Es ist machbar! Im September 2010 konnte mit dem Umbau begonnen werden. Die Architekten denken an die Anfänge zurück: „Die ersten drei Monate beinhalteten hauptsächlich Abrissarbeiten im Innenbereich. Der Baukörper wurde in seinen Außenmaßen belassen.“ Das zur Straßenseite zugewandte Schaufensterband wurde beibehalten und durch einen baulichen Rahmen neu gefasst. Dadurch ist der alte Verbrauchermarkt als solcher nicht wiederzuerkennen. „Hätte man den ehemaligen Verkaufsraum im Erdgeschoss so belassen, wie er war - eine 170 Quadratmeter große Fläche - wäre er für einen gemütlichen Wohnraum zu dunkel gewesen und man hätte mit künstlichem Licht arbeiten müssen“, erklärt Tanja Diemer. „Dem haben wir mit Fassadenrücksprüngen auf der Südseite und Dacheinschnitten ins Gebäude entgegengewirkt. Nun werden die Wohnung und das Architekturbüro den ganzen Tag über natürlich belichtet.“ So befindet sich in Richtung Süden ein überdachter Terrassenbereich, der nicht nur ein malerisches Panorama auf die Schwäbische Alb gewährt.
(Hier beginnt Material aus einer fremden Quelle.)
/// Parts lookup
///
/// Parts come from two endpoints: the parts catalogued for the model,
/// and the "as-built" parts recorded for this exact unit. Both are
/// queried with the same payload and concatenated model-first.
use crate::api::{self, Endpoints, Transport};
use crate::cell::Cell;
use crate::error::Result;
use crate::types::PartRecord;
use log::{debug, warn};
use serde_json::{Value, json};
use std::collections::HashSet;

const PARTS_CHANNEL: &str = "ESUPPORT_PARTS";

pub fn parts_payload(serial: &str, machine_type: &str) -> Value {
    json!({
        "serialId": serial,
        "mtId": machine_type,
        "couponNumber": null,
        "source": null,
        "channel": PARTS_CHANNEL,
        "partFot": false,
        "firstGenCPU": false,
        "fetchProcessor": false,
    })
}

/// Fetch model parts followed by as-built parts, without deduplication
pub fn fetch_parts(
    transport: &dyn Transport,
    endpoints: &Endpoints,
    serial: &str,
    machine_type: &str,
) -> Result<Vec<Value>> {
    let payload = parts_payload(serial, machine_type);

    let mut parts = fetch_part_list(transport, &endpoints.parts_model, &payload)?;
    let as_built = fetch_part_list(transport, &endpoints.parts_as_built, &payload)?;
    debug!("fetched {} model parts and {} as-built parts", parts.len(), as_built.len());

    parts.extend(as_built);
    Ok(parts)
}

fn fetch_part_list(transport: &dyn Transport, url: &str, payload: &Value) -> Result<Vec<Value>> {
    let body = transport.post_json(url, payload)?;
    let response = api::decode_body(url, &body)?;
    Ok(part_list(response))
}

/// The `data` array of a parts response; anything else counts as no parts
fn part_list(response: Value) -> Vec<Value> {
    match response {
        Value::Object(mut fields) => match fields.remove("data") {
            Some(Value::Array(items)) => items,
            _ => Vec::new(),
        },
        _ => Vec::new(),
    }
}

/// Flatten and deduplicate parts by id, keeping the first occurrence
pub fn unique_parts(items: &[Value]) -> Vec<PartRecord> {
    let mut seen = HashSet::new();
    let mut unique = Vec::new();

    for item in items {
        let Some(fields) = item.as_object() else {
            warn!("skipping part entry that is not an object: {}", item);
            continue;
        };

        // Keyed on the raw JSON so 5 and "5" stay distinct
        let key = fields.get("id").unwrap_or(&Value::Null).to_string();
        if !seen.insert(key) {
            continue;
        }

        unique.push(PartRecord {
            id: Cell::from_field(fields.get("id")),
            name: Cell::from_field(fields.get("name")),
            substitutes: Cell::from_field(fields.get("substitutes")),
            commodity: Cell::from_field(fields.get("commodityVal")),
            image_urls: Cell::from_field(fields.get("imageUrls")),
        });
    }

    unique
}
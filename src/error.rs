//! Error type shared by the lookup pipeline and the exporters.
//!
//! Every failure ends the run: nothing here is retried, and no output
//! file is written once an error has been returned.

use std::path::PathBuf;

pub type Result<T> = std::result::Result<T, Error>;

#[derive(Debug, thiserror::Error)]
pub enum Error {
    /// Network failure or non-success HTTP status
    #[error("request to {url} failed: {message}")]
    Http { url: String, message: String },

    /// Response body was not valid JSON
    #[error("failed to decode JSON from {url}: {source}")]
    Decode {
        url: String,
        #[source]
        source: serde_json::Error,
    },

    /// Product lookup returned something other than an object or a non-empty array
    #[error("unexpected product lookup response format: {0}")]
    Format(String),

    /// No "Type <token>" in the product name
    #[error("unable to retrieve machine type for serial number {serial} (product name: {full_type:?})")]
    UnresolvedType { serial: String, full_type: String },

    /// Warranty response is missing a required key, or has one of the wrong shape
    #[error("warranty response has unexpected shape at `{0}`")]
    Shape(String),

    #[error("invalid entitlement end date {0:?} (expected YYYY-MM-DD)")]
    InvalidDate(String),

    #[error("configuration error: {0}")]
    Config(String),

    #[error("failed to write {path}: {source}")]
    Io {
        path: PathBuf,
        #[source]
        source: std::io::Error,
    },

    #[error("CSV export failed: {0}")]
    Csv(#[from] csv::Error),

    #[error("spreadsheet export failed: {0}")]
    Xlsx(#[from] rust_xlsxwriter::XlsxError),
}
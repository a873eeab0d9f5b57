/// Warranty lookup and decoding
///
/// `fetch_warranty` returns the raw response; `decode_warranty` is the
/// one place its shape is checked. A response missing any of the keys
/// below is rejected as a whole rather than partially exported:
///
/// - `data.machineInfo` with its nine detail fields
/// - `data.baseWarranties` and `data.upgradeWarranties` (array or null)
/// - `data.currentWarranty` (optional)
use crate::api::{self, Endpoints, Transport};
use crate::cell::{Cell, is_truthy};
use crate::error::{Error, Result};
use crate::types::{MachineInfo, WarrantyRecord, WarrantyReport};
use log::debug;
use serde_json::{Map, Value, json};

/// Country and language sent with the warranty lookup
#[derive(Debug, Clone, PartialEq, Eq)]
pub struct Locale {
    pub country: String,
    pub language: String,
}

impl Default for Locale {
    fn default() -> Self {
        Locale { country: "us".to_string(), language: "en".to_string() }
    }
}

pub fn warranty_payload(serial: &str, machine_type: &str, locale: &Locale) -> Value {
    json!({
        "serialNumber": serial,
        "machineType": machine_type,
        "country": locale.country,
        "language": locale.language,
    })
}

/// Fetch the raw warranty response for a serial number and machine type
pub fn fetch_warranty(
    transport: &dyn Transport,
    endpoints: &Endpoints,
    serial: &str,
    machine_type: &str,
    locale: &Locale,
) -> Result<Value> {
    debug!("fetching warranty for {} (type {})", serial, machine_type);
    let payload = warranty_payload(serial, machine_type, locale);
    let body = transport.post_json(&endpoints.warranty, &payload)?;
    api::decode_body(&endpoints.warranty, &body)
}

/// Decode a raw warranty response into a `WarrantyReport`
pub fn decode_warranty(response: &Value) -> Result<WarrantyReport> {
    let data = object_at(response, "data", "data")?;
    let machine = decode_machine_info(data)?;

    let base = decode_warranty_list(data, "baseWarranties")?;
    let upgrades = decode_warranty_list(data, "upgradeWarranties")?;
    let current = match data.get("currentWarranty") {
        None | Some(Value::Null) => None,
        Some(Value::Object(entry)) => Some(decode_record(entry)),
        Some(_) => return Err(Error::Shape("data.currentWarranty".to_string())),
    };

    debug!(
        "decoded {} base, {} upgrade and {} current warranties",
        base.len(),
        upgrades.len(),
        current.iter().count()
    );

    Ok(WarrantyReport { machine, base, upgrades, current })
}

fn object_at<'a>(parent: &'a Value, key: &str, path: &str) -> Result<&'a Map<String, Value>> {
    parent.get(key).and_then(Value::as_object).ok_or_else(|| Error::Shape(path.to_string()))
}

fn decode_machine_info(data: &Map<String, Value>) -> Result<MachineInfo> {
    let info = data
        .get("machineInfo")
        .and_then(Value::as_object)
        .ok_or_else(|| Error::Shape("data.machineInfo".to_string()))?;

    let required = |key: &str| -> Result<Cell> {
        info.get(key).map(Cell::from_json).ok_or_else(|| Error::Shape(format!("data.machineInfo.{}", key)))
    };

    Ok(MachineInfo {
        serial: required("serial")?,
        model: required("model")?,
        product_name: required("productName")?,
        build_date: required("buildDate")?,
        ship_to_country: required("shipToCountry")?,
        status: required("status")?,
        brand: required("brand")?,
        series: required("series")?,
        product_image: required("productImage")?,
        warranty_status: Cell::from_field(data.get("warrantyStatus")),
        out_of_warranty: is_truthy(data.get("oow")),
    })
}

fn decode_warranty_list(data: &Map<String, Value>, key: &str) -> Result<Vec<WarrantyRecord>> {
    match data.get(key) {
        Some(Value::Null) => Ok(Vec::new()),
        Some(Value::Array(entries)) => entries
            .iter()
            .enumerate()
            .map(|(i, entry)| {
                entry.as_object().map(decode_record).ok_or_else(|| Error::Shape(format!("data.{}[{}]", key, i)))
            })
            .collect(),
        _ => Err(Error::Shape(format!("data.{}", key))),
    }
}

fn decode_record(entry: &Map<String, Value>) -> WarrantyRecord {
    let field = |key: &str| Cell::from_field(entry.get(key));
    WarrantyRecord {
        name: field("name"),
        kind: field("type"),
        description: field("description"),
        duration: field("duration"),
        start_date: field("startDate"),
        end_date: field("endDate"),
        delivery_type_name: field("deliveryTypeName"),
        level: field("level"),
    }
}
/// API module for talking to the vendor support site
///
/// This module provides the HTTP transport seam used by the lookup
/// steps, the endpoint table, and the single JSON decode point for
/// response bodies.
use crate::error::{Error, Result};
use log::{debug, warn};
use serde_json::Value;
use std::io::Read;

/// The support site rejects requests without a browser-like agent
const USER_AGENT: &str = "Mozilla/5.0 (Windows NT 10.0; Win64; x64)";

pub const DEFAULT_API_BASE: &str = "https://pcsupport.lenovo.com/us/en/api/v4";

/// Resolved endpoint URLs for one API root
#[derive(Debug, Clone, PartialEq, Eq)]
pub struct Endpoints {
    pub products: String,
    pub warranty: String,
    pub parts_model: String,
    pub parts_as_built: String,
}

impl Endpoints {
    pub fn new(api_base: &str) -> Self {
        let base = api_base.trim_end_matches('/');
        Endpoints {
            products: format!("{}/mse/getproducts", base),
            warranty: format!("{}/upsell/redport/getIbaseInfo", base),
            parts_model: format!("{}/upsellAggregation/parts/model", base),
            parts_as_built: format!("{}/upsellAggregation/parts/asBuilt", base),
        }
    }
}

impl Default for Endpoints {
    fn default() -> Self {
        Endpoints::new(DEFAULT_API_BASE)
    }
}

/// Blocking request/response transport. Returns the raw response body.
pub trait Transport {
    fn get(&self, url: &str, query: &[(&str, &str)]) -> Result<String>;

    fn post_json(&self, url: &str, body: &Value) -> Result<String>;
}

/// `Transport` over a shared `ureq` agent with transport-default timeouts
pub struct HttpTransport {
    agent: ureq::Agent,
}

impl HttpTransport {
    pub fn new() -> Self {
        HttpTransport { agent: ureq::AgentBuilder::new().user_agent(USER_AGENT).build() }
    }
}

impl Default for HttpTransport {
    fn default() -> Self {
        Self::new()
    }
}

impl Transport for HttpTransport {
    fn get(&self, url: &str, query: &[(&str, &str)]) -> Result<String> {
        debug!("GET {} {:?}", url, query);
        let mut request = self.agent.get(url);
        for (key, value) in query {
            request = request.query(key, value);
        }
        response_body(url, request.call())
    }

    fn post_json(&self, url: &str, body: &Value) -> Result<String> {
        debug!("POST {} {}", url, body);
        let result = self
            .agent
            .post(url)
            .set("accept", "application/json, text/plain, */*")
            .set("content-type", "application/json")
            .send_string(&body.to_string());
        response_body(url, result)
    }
}

/// Body of a finished exchange.
///
/// The site reports failures inside JSON envelopes, so an error status
/// only logs a warning and its body is still returned for decoding.
/// Only transport failures are errors here.
fn response_body(url: &str, result: std::result::Result<ureq::Response, ureq::Error>) -> Result<String> {
    match result {
        Ok(response) => read_body(url, response),
        Err(ureq::Error::Status(code, response)) => {
            warn!("{} answered HTTP {} {}", url, code, response.status_text());
            read_body(url, response)
        }
        Err(ureq::Error::Transport(transport)) => {
            Err(Error::Http { url: url.to_string(), message: transport.to_string() })
        }
    }
}

fn read_body(url: &str, response: ureq::Response) -> Result<String> {
    let mut body = String::new();
    response
        .into_reader()
        .read_to_string(&mut body)
        .map_err(|e| Error::Http { url: url.to_string(), message: e.to_string() })?;
    Ok(body)
}

/// Parse a response body as JSON
pub fn decode_body(url: &str, body: &str) -> Result<Value> {
    serde_json::from_str(body).map_err(|source| Error::Decode { url: url.to_string(), source })
}
// Copyright 2015 The Rust Project Developers. See the COPYRIGHT
// file at the top-level directory of this distribution and at
// http://rust-lang.org/COPYRIGHT.
//
// Licensed under the Apache License, Version 2.0 <LICENSE-APACHE or
// http://www.apache.org/licenses/LICENSE-2.0> or the MIT license
// <LICENSE-MIT or http://opensource.org/licenses/MIT>, at your
// option. This file may not be copied, modified, or distributed
// except according to those terms.

mod api;
mod cell;
mod cli;
mod config;
mod error;
mod parts;
mod report;
mod resolver;
mod runner;
mod status;
mod types;
mod ui;
mod warranty;

use api::HttpTransport;

fn main() {
    env_logger::init();

    // Parse CLI arguments
    let args = cli::CliArgs::parse_args();

    // Validate before prompting
    if let Err(e) = args.validate() {
        ui::print_error(&e);
        std::process::exit(1);
    }

    let serial = match config::resolve_serial(&args) {
        Ok(serial) => serial,
        Err(e) => {
            ui::print_error(&e.to_string());
            std::process::exit(1);
        }
    };

    let config = match config::build_config(&args, &serial) {
        Ok(c) => c,
        Err(e) => {
            ui::print_error(&e.to_string());
            std::process::exit(1);
        }
    };

    let transport = HttpTransport::new();
    match runner::run(&config, &transport, config.clock.today()) {
        Ok(path) => ui::status(&format!("Data saved to {}", path.display())),
        Err(e) => {
            ui::print_error(&e.to_string());
            std::process::exit(1);
        }
    }
}
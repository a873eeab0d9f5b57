/// Tests for runner module
///
/// These drive the whole pipeline against canned responses, so no
/// network access is needed.
#[cfg(test)]
mod tests {
    use crate::api::{Endpoints, HttpTransport, Transport};
    use crate::config::LookupConfig;
    use crate::error::{Error, Result};
    use crate::report::{CsvLayout, ExportFormat};
    use crate::runner::run;
    use crate::status::Clock;
    use crate::warranty::Locale;
    use calamine::{Data, Reader, Xlsx, open_workbook};
    use chrono::NaiveDate;
    use serde_json::{Value, json};
    use std::cell::RefCell;
    use std::collections::HashMap;
    use std::fs::File;
    use std::io::{BufRead, BufReader, Read, Write};
    use std::net::TcpListener;
    use std::path::Path;
    use std::thread;

    /// Transport answering from a URL -> body table and recording each call
    struct StubTransport {
        responses: HashMap<String, String>,
        calls: RefCell<Vec<String>>,
    }

    impl StubTransport {
        fn new(endpoints: &Endpoints, products: &str, warranty: Value) -> Self {
            let mut responses = HashMap::new();
            responses.insert(endpoints.products.clone(), products.to_string());
            responses.insert(endpoints.warranty.clone(), warranty.to_string());
            StubTransport { responses, calls: RefCell::new(Vec::new()) }
        }

        fn with(mut self, url: &str, body: Value) -> Self {
            self.responses.insert(url.to_string(), body.to_string());
            self
        }

        fn respond(&self, url: &str) -> Result<String> {
            self.calls.borrow_mut().push(url.to_string());
            self.responses
                .get(url)
                .cloned()
                .ok_or_else(|| Error::Http { url: url.to_string(), message: "HTTP 404 Not Found".to_string() })
        }
    }

    impl Transport for StubTransport {
        fn get(&self, url: &str, query: &[(&str, &str)]) -> Result<String> {
            assert_eq!(query.first().map(|(k, _)| *k), Some("productId"));
            self.respond(url)
        }

        fn post_json(&self, url: &str, _body: &Value) -> Result<String> {
            self.respond(url)
        }
    }

    fn today() -> NaiveDate {
        NaiveDate::from_ymd_opt(2026, 10, 18).unwrap()
    }

    fn config(dir: &Path, serial: &str, format: ExportFormat) -> LookupConfig {
        LookupConfig {
            serial: serial.to_string(),
            format,
            output_dir: dir.to_path_buf(),
            endpoints: Endpoints::new("http://stub.invalid/api"),
            locale: Locale::default(),
            clock: Clock::Local,
            csv_layout: CsvLayout::Legacy,
        }
    }

    fn warranty_response(base: Value) -> Value {
        json!({
            "data": {
                "machineInfo": {
                    "serial": "PF2ABCDE",
                    "model": "20XKS0AB00",
                    "productName": "ThinkPad T14",
                    "buildDate": "2020-06-01",
                    "shipToCountry": "US",
                    "status": "Shipped",
                    "brand": "ThinkPad",
                    "series": "T Series",
                    "productImage": null
                },
                "warrantyStatus": "Out Of Warranty",
                "oow": true,
                "baseWarranties": base,
                "upgradeWarranties": []
            }
        })
    }

    fn read_csv(path: &Path) -> Vec<Vec<String>> {
        let mut reader = csv::ReaderBuilder::new().has_headers(false).flexible(true).from_path(path).unwrap();
        reader.records().map(|r| r.unwrap().iter().map(|f| f.to_string()).collect()).collect()
    }

    fn read_sheet(path: &Path) -> (Vec<String>, Vec<Vec<Data>>) {
        let mut workbook: Xlsx<_> = open_workbook(path).unwrap();
        let names = workbook.sheet_names();
        let range = workbook.worksheet_range(&names[0]).unwrap();
        let rows = range.rows().map(|r| r.to_vec()).collect();
        (names, rows)
    }

    fn read_styles(path: &Path) -> String {
        let mut archive = zip::ZipArchive::new(File::open(path).unwrap()).unwrap();
        let mut styles = String::new();
        archive.by_name("xl/styles.xml").unwrap().read_to_string(&mut styles).unwrap();
        styles
    }

    fn text(s: &str) -> Data {
        Data::String(s.to_string())
    }

    /// Serve `routes` over HTTP on a local port, one connection per route.
    /// Each route is (path suffix, status line, body).
    fn serve(routes: Vec<(&'static str, &'static str, String)>) -> String {
        let listener = TcpListener::bind("127.0.0.1:0").unwrap();
        let base = format!("http://{}/api", listener.local_addr().unwrap());
        thread::spawn(move || {
            for stream in listener.incoming().take(routes.len()) {
                let mut stream = stream.unwrap();
                let mut reader = BufReader::new(stream.try_clone().unwrap());

                let mut request_line = String::new();
                reader.read_line(&mut request_line).unwrap();
                let mut content_length = 0;
                loop {
                    let mut line = String::new();
                    reader.read_line(&mut line).unwrap();
                    if line.trim_end().is_empty() {
                        break;
                    }
                    if let Some((name, value)) = line.split_once(':') {
                        if name.eq_ignore_ascii_case("content-length") {
                            content_length = value.trim().parse().unwrap();
                        }
                    }
                }
                let mut request_body = vec![0; content_length];
                reader.read_exact(&mut request_body).unwrap();

                let path = request_line.split_whitespace().nth(1).unwrap_or("");
                let (status, body) = routes
                    .iter()
                    .find(|(suffix, _, _)| path.split('?').next().unwrap_or("").ends_with(suffix))
                    .map(|(_, status, body)| (*status, body.as_str()))
                    .unwrap_or(("404 Not Found", ""));
                write!(
                    stream,
                    "HTTP/1.1 {}\r\nContent-Type: application/json\r\nContent-Length: {}\r\nConnection: close\r\n\r\n{}",
                    status,
                    body.len(),
                    body
                )
                .unwrap();
            }
        });
        base
    }

    #[test]
    fn test_csv_run_with_expired_base_warranty() {
        let dir = tempfile::tempdir().unwrap();
        let config = config(dir.path(), "PF2ABCDE", ExportFormat::Csv);
        let base = json!([{"name": "Depot", "type": "BASE", "startDate": "2020-06-01", "endDate": "2023-05-31"}]);
        let transport =
            StubTransport::new(&config.endpoints, r#"{"Name": "ThinkPad T14 Type 20XK - Intel"}"#, warranty_response(base));

        let path = run(&config, &transport, today()).expect("run should succeed");
        assert_eq!(path, dir.path().join("Warranty_info_PF2ABCDE.csv"));

        let rows = read_csv(&path);
        assert_eq!(rows.len(), 3, "header, machine-info row, one warranty row");
        assert_eq!(rows[0][0], "Serial Number");
        assert_eq!(rows[1].len(), 11);
        assert_eq!(rows[1][8], "N/A");
        assert_eq!(rows[1][9], "Out Of Warranty");
        assert_eq!(rows[1][10], "Yes");
        assert_eq!(rows[2].len(), 9);
        assert_eq!(rows[2][0], "Depot");
        assert_eq!(rows[2][7], "N/A");
        assert_eq!(rows[2][8], "Expired");

        // CSV runs never touch the parts endpoints
        assert_eq!(transport.calls.borrow().len(), 2);
    }

    #[test]
    fn test_csv_sectioned_layout_adds_warranty_header() {
        let dir = tempfile::tempdir().unwrap();
        let mut config = config(dir.path(), "PF2ABCDE", ExportFormat::Csv);
        config.csv_layout = CsvLayout::Sectioned;
        let base = json!([{"name": "Depot", "endDate": "2099-01-01"}]);
        let transport = StubTransport::new(&config.endpoints, r#"[{"Name": "T14 Type 20XK"}]"#, warranty_response(base));

        let rows = read_csv(&run(&config, &transport, today()).unwrap());
        assert_eq!(rows.len(), 4);
        assert_eq!(rows[2][0], "Warranty Name");
        assert_eq!(rows[3][8], "Active");
    }

    #[test]
    fn test_warranty_lookup_uses_last_type_number() {
        let dir = tempfile::tempdir().unwrap();
        let config = config(dir.path(), "S1", ExportFormat::Csv);
        let transport = StubTransport::new(
            &config.endpoints,
            r#"{"Name": "ThinkPad Type 20AB Type 21CD - Model X"}"#,
            warranty_response(json!([])),
        );

        struct Capture<'a>(&'a StubTransport, RefCell<Option<Value>>);
        impl Transport for Capture<'_> {
            fn get(&self, url: &str, query: &[(&str, &str)]) -> Result<String> {
                self.0.get(url, query)
            }
            fn post_json(&self, url: &str, body: &Value) -> Result<String> {
                *self.1.borrow_mut() = Some(body.clone());
                self.0.post_json(url, body)
            }
        }

        let capture = Capture(&transport, RefCell::new(None));
        run(&config, &capture, today()).unwrap();
        let body = capture.1.borrow().clone().unwrap();
        assert_eq!(body["machineType"], "21CD");
        assert_eq!(body["serialNumber"], "S1");
    }

    #[test]
    fn test_unresolved_type_writes_nothing() {
        let dir = tempfile::tempdir().unwrap();
        let config = config(dir.path(), "PF2ABCDE", ExportFormat::Csv);
        let transport = StubTransport::new(&config.endpoints, r#"{"Name": "Unknown product"}"#, json!({}));

        let err = run(&config, &transport, today()).unwrap_err();
        assert!(matches!(err, Error::UnresolvedType { .. }));
        assert_eq!(transport.calls.borrow().len(), 1, "no warranty lookup after failed resolution");
        assert_eq!(std::fs::read_dir(dir.path()).unwrap().count(), 0);
    }

    #[test]
    fn test_non_json_product_lookup_is_decode_error() {
        let dir = tempfile::tempdir().unwrap();
        let config = config(dir.path(), "PF2ABCDE", ExportFormat::Csv);
        let transport = StubTransport::new(&config.endpoints, "<html>Access denied</html>", json!({}));

        let err = run(&config, &transport, today()).unwrap_err();
        assert!(matches!(err, Error::Decode { .. }));
        assert_eq!(std::fs::read_dir(dir.path()).unwrap().count(), 0);
    }

    #[test]
    fn test_empty_product_list_is_format_error() {
        let dir = tempfile::tempdir().unwrap();
        let config = config(dir.path(), "PF2ABCDE", ExportFormat::Csv);
        let transport = StubTransport::new(&config.endpoints, "[]", json!({}));

        assert!(matches!(run(&config, &transport, today()).unwrap_err(), Error::Format(_)));
    }

    #[test]
    fn test_malformed_warranty_response_writes_nothing() {
        let dir = tempfile::tempdir().unwrap();
        let config = config(dir.path(), "PF2ABCDE", ExportFormat::Csv);
        let transport =
            StubTransport::new(&config.endpoints, r#"{"Name": "T14 Type 20XK"}"#, json!({"code": 1, "msg": "error"}));

        assert!(matches!(run(&config, &transport, today()).unwrap_err(), Error::Shape(_)));
        assert_eq!(std::fs::read_dir(dir.path()).unwrap().count(), 0);
    }

    #[test]
    fn test_xlsx_run_fetches_parts_and_writes_workbook() {
        let dir = tempfile::tempdir().unwrap();
        let config = config(dir.path(), "AB/12:34", ExportFormat::Xlsx);
        let base = json!([{"name": "Depot", "endDate": "2023-05-31"}]);
        let transport =
            StubTransport::new(&config.endpoints, r#"{"Name": "ThinkPad T14 Type 20XK - Intel"}"#, warranty_response(base))
                .with(
                    &config.endpoints.parts_model,
                    json!({"data": [{"id": "X", "name": "Keyboard", "commodityVal": "KEYBOARD", "substitutes": ["Y"]}]}),
                )
                .with(&config.endpoints.parts_as_built, json!({"data": [{"id": "X", "name": "Keyboard (as built)"}]}));

        let path = run(&config, &transport, today()).expect("run should succeed");
        assert_eq!(path, dir.path().join("Warranty_and_Parts_info_AB_12_34.xlsx"));

        let (names, rows) = read_sheet(&path);
        assert_eq!(names, vec!["Warranty and Parts Info".to_string()]);
        assert_eq!(rows[0][0], text("Warranty Name"));
        assert_eq!(rows[1][0], text("PF2ABCDE"));
        assert_eq!(rows[1][8], text("N/A"));
        assert_eq!(rows[1][10], text("Yes"));
        assert_eq!(rows[2][0], text("Depot"));
        assert_eq!(rows[2][8], text("Expired"));
        assert!(rows[3].iter().all(|c| *c == Data::Empty), "blank separator row");
        assert_eq!(rows[4][0], text("Part ID"));
        assert_eq!(rows[5][..4], [text("X"), text("Keyboard"), text("Y"), text("KEYBOARD")]);
        assert_eq!(rows.len(), 6, "duplicate as-built part is dropped");

        // Expired entitlement in red, the first commodity group in the first palette color
        let styles = read_styles(&path);
        assert!(styles.contains(r#"patternType="solid""#));
        assert!(styles.contains(r#"rgb="FFFF0000""#));
        assert!(styles.contains(r#"rgb="FFFFDDC1""#));

        let calls = transport.calls.borrow();
        assert_eq!(calls.len(), 4);
        assert_eq!(calls[2], config.endpoints.parts_model);
        assert_eq!(calls[3], config.endpoints.parts_as_built);
    }

    #[test]
    fn test_missing_parts_data_is_empty_not_error() {
        let dir = tempfile::tempdir().unwrap();
        let config = config(dir.path(), "PF2ABCDE", ExportFormat::Xlsx);
        let transport =
            StubTransport::new(&config.endpoints, r#"{"Name": "T14 Type 20XK"}"#, warranty_response(json!(null)))
                .with(&config.endpoints.parts_model, json!({"msg": "no parts"}))
                .with(&config.endpoints.parts_as_built, json!({"data": null}));

        assert!(run(&config, &transport, today()).unwrap().is_file());
    }

    #[test]
    fn test_parts_error_status_still_writes_workbook() {
        let dir = tempfile::tempdir().unwrap();
        let warranty = warranty_response(json!([{"name": "Depot", "endDate": "2099-01-01"}]));
        let base = serve(vec![
            ("mse/getproducts", "200 OK", r#"{"Name": "ThinkPad T14 Type 20XK - Intel"}"#.to_string()),
            ("upsell/redport/getIbaseInfo", "200 OK", warranty.to_string()),
            ("parts/model", "500 Internal Server Error", r#"{"code":500,"msg":"no parts"}"#.to_string()),
            ("parts/asBuilt", "200 OK", json!({"data": [{"id": "Y", "name": "Battery"}]}).to_string()),
        ]);
        let mut config = config(dir.path(), "PF2ABCDE", ExportFormat::Xlsx);
        config.endpoints = Endpoints::new(&base);

        let path = run(&config, &HttpTransport::new(), today()).expect("run should succeed");
        let (_, rows) = read_sheet(&path);
        assert_eq!(rows[2][8], text("Active"));
        assert_eq!(rows[4][0], text("Part ID"));
        assert_eq!(rows[5][0], text("Y"));
        assert_eq!(rows.len(), 6);
    }

    #[test]
    fn test_error_envelope_from_stub_is_no_parts() {
        let dir = tempfile::tempdir().unwrap();
        let config = config(dir.path(), "PF2ABCDE", ExportFormat::Xlsx);
        let transport =
            StubTransport::new(&config.endpoints, r#"{"Name": "T14 Type 20XK"}"#, warranty_response(json!([])))
                .with(&config.endpoints.parts_model, json!({"code": 500, "msg": "no parts"}))
                .with(&config.endpoints.parts_as_built, json!({"code": 500, "msg": "no parts"}));

        let (_, rows) = read_sheet(&run(&config, &transport, today()).unwrap());
        assert_eq!(rows.last().unwrap()[0], text("Part ID"));
    }
}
Auch der Wohnraum wird dank der raumhohen Fenster großzügig belichtet. Im Küchenbereich sorgt ein dreiseitig verglaster Patio für viel Tageslicht im Inneren und ist dazu noch ein echter Blickfang. Die geschmackvolle und reduzierte Einrichtung komplettiert das Gebäude zu einem einheitlichen Ganzen. Barrierefreie Konstruktionen sowie raffinierte Möbelstücke bilden vom Büro- zum Wohnbereich hin fließende Übergänge. „Wir wollten die Nischen, die der Raum uns bietet, nutzen“, so Tanja Diemer. Damit ist beispielsweise ein Einbauschrank auf der einen Seite des Raumes eine Garderobe, auf der gegenüberliegenden Seite dient der Schrank als praktisches Bücherregal. Ein Altbau auf Neubaustand Tanja Diemer und Uwe Scholz haben den ehemaligen Verbrauchermarkt nicht nur gestalterisch optimiert. Auch aus energetischer Sicht ist der Altbau nun auf Neubaustand. Die Architekten entschieden sich für eine Luftwärmepumpe als Hybrid-4-Leiter-System mit Kaltdampfeinspritzung. Die Heizung ist an der Decke angebracht. Dass die Deckenheizung weniger Vorlauftemperatur und damit weniger Energie als konventionelle Heiztechniken benötigt, ist nur einer der zahlreichen Vorteile dieser Heiztechnik. Unter anderem wird die Decke auch genutzt, um im Sommer die Räume zu kühlen.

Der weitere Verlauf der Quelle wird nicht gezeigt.